Here is an article by Hope Baptist deacon, Jason Dohm
on paying elders for their labors.

The principle of paying church leaders is so widely accepted that in most circles an article on the topic would elicit a chorus of yawns. In family-integrated circles, however, there are many new churches being formed with an intense (and correct) conviction that ministry is not to be confined to a few professionals. While this focus on broad participation in ministry continues to produce many wonderful results, often an unintended outcome is a diminished emphasis on the importance of setting aside qualified men for the ministry of the word. In those instances, a clear Biblical teaching has been lost, and the church is the worse for it.

Consider Ephesians 4:11-13: “And He Himself gave some to be apostles, some prophets, some evangelists, and some pastors and teachers, for the equipping of the saints for the work of ministry, for the edifying of the body of Christ, till we all come to the unity of the faith and of the knowledge of the Son of God, to a perfect man, to the measure of the stature of the fullness of Christ”. One truth is evident – God never intended for the New Testament church to have a professional class to do the work of ministry. The saints do the work of the ministry, and that is how He builds up His body, through every member having honored roles and important, though diverse, functions (1 Corinthian 12:12-31). However, that truth should not cause us to neglect the companion truth that God gives the church qualified and gifted men to equip the saints for that work, with the results being unity of the faith, the knowledge of Christ, and maturity.

In 1 Timothy 5:17,18, Paul tells us something very important about those men that God has given to the church: “Let the elders who rule well be counted worthy of double honor, especially those who labor in the word and doctrine. For the Scripture says, ‘You shall not muzzle an ox while it treads out the grain,’ and, ‘The laborer is worthy of his wages.’”

From this passage, we learn:

A subset of elders are worthy of double honor, which is subsequently explained as including financial support.
Elders who rule well, and “especially those who work hard at preaching and teaching” (NASB), constitute this subset who are to be paid.
The underpinnings for this come from both the Old Testament (Deuteronomy 25:4) and the teachings of Jesus Christ Himself (Luke 10:7).

Paul expands on this in 1 Corinthians 9:9-14: “For it is written in the law of Moses, ‘You shall not muzzle an ox while it treads out the grain.’ Is it oxen God is concerned about? Or does He say it altogether for our sakes? For our sakes, no doubt, this is written, that he who plows should plow in hope, and he who threshes in hope should be partaker of his hope. If we have sown spiritual things for you, is it a great thing if we reap your material things? If others are partakers of this right over you, are we not even more?
Nevertheless we have not used this right, but endure all things lest we hinder the gospel of Christ. Do you not know that those who minister the holy things eat of the things of the temple, and those who serve at the altar partake of the offerings of the altar? Even so the Lord has commanded that those who preach the gospel should live from the gospel.”

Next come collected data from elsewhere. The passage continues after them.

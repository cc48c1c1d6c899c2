//! Visible-range computation for a fixed-row-height list.
//!
//! Maps a scroll offset and viewport height to the inclusive range of row
//! positions that should be materialised, widened by an overscan margin so
//! fast scrolling doesn't show rows popping in.

/// Inclusive range of row positions.  Any range with `end < start` is
/// empty; [`VisibleRange::EMPTY`] is the canonical empty value.
#[derive(Debug, Clone, Copy, PartialEq, Eq)]
pub struct VisibleRange {
    pub start: usize,
    pub end: usize,
}

impl VisibleRange {
    pub const EMPTY: Self = Self { start: 1, end: 0 };

    #[cfg(test)]
    pub fn new(start: usize, end: usize) -> Self {
        Self { start, end }
    }

    pub fn is_empty(&self) -> bool {
        self.end < self.start
    }

    pub fn contains(&self, pos: usize) -> bool {
        !self.is_empty() && pos >= self.start && pos <= self.end
    }
}

impl Default for VisibleRange {
    fn default() -> Self {
        Self::EMPTY
    }
}

/// Row geometry that stays fixed while the user scrolls.
#[derive(Debug, Clone, Copy, PartialEq)]
pub struct RowMetrics {
    /// Height of every row, in any unit (pixels or terminal cells).
    pub row_height: f64,
    /// Extra rows materialised above and below the viewport.
    pub overscan: usize,
}

impl Default for RowMetrics {
    fn default() -> Self {
        Self {
            row_height: 1.0,
            overscan: 5,
        }
    }
}

/// Compute the visible range for the given scroll state.
///
/// `start = clamp(first - overscan)`, `end = clamp(last + overscan)` where
/// `first = floor(offset / row_height)` and
/// `last = first + ceil(viewport / row_height) - 1`.  Both ends are clamped
/// to `[0, row_count - 1]`.
pub fn compute_visible_range(
    scroll_offset: f64,
    viewport_height: f64,
    row_count: usize,
    metrics: RowMetrics,
) -> VisibleRange {
    let row_height = metrics.row_height;
    if row_count == 0 || !(viewport_height > 0.0) || !(row_height > 0.0) {
        return VisibleRange::EMPTY;
    }

    // `as usize` saturates, so absurd offsets just clamp to the last row.
    let first = (scroll_offset.max(0.0) / row_height).floor() as usize;
    let rows_in_view = ((viewport_height / row_height).ceil() as usize).max(1);
    let last_unclamped = first.saturating_add(rows_in_view - 1);

    let last_row = row_count - 1;
    let start = first.saturating_sub(metrics.overscan).min(last_row);
    let end = last_unclamped.saturating_add(metrics.overscan).min(last_row);

    VisibleRange { start, end }
}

Here Paul forcefully makes the case that those laboring in the word have a right to a living from those labors, even though he himself frequently forfeited that right to eliminate barriers to the gospel. We should recognize that the Scriptures make clear our obligation to pay elders who work hard at preaching and teaching, and that the forfeiting of that right ought to be at the discretion of the laborer. In other words, the primary teacher(s) in your church should make a case for not being paid, if that is their desire.

Why is this important? Well, we have seen that this principle applies to those who work hard at preaching and teaching, which implies the importance of having men who are both willing and able to consistently toil in the word. This is the point – the ministry of the word, done right, is an occupation in the truest sense. It occupies, and there are no shortcuts. This is why in Acts 6:2, the twelve, recognizing the absolute requirement for undistracted attention, say “It is not desirable that we should leave the word of God”, and then in verse 4, “But we will devote ourselves continually to prayer and to the ministry of the word”. Here the specific distraction was ministry to widows, a worthy ministry indeed, but not their primary function in the body, and the solution was appointing deacons. In a similar way, providing for one’s family is a legitimate distraction (lest the man be worse than an unbeliever; 1 Timothy 5:8), and the remedy is making continual devotion to prayer and the ministry of the word financially possible.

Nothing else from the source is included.